> _Source data_
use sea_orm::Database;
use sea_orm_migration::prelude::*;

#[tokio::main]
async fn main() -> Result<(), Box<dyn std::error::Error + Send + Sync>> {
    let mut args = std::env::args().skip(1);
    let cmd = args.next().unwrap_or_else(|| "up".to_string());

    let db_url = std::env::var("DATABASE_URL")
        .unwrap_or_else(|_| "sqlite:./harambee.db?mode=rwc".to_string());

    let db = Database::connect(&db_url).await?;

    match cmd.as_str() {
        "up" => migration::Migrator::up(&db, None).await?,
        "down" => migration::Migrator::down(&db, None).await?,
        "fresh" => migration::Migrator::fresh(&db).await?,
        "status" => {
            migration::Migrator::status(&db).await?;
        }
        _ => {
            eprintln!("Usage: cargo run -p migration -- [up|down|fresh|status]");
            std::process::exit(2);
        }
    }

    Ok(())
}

> _What the task asks_
Some lines of the data may hold the word "status". Say how many do, with nothing else.

> _Final answer_
3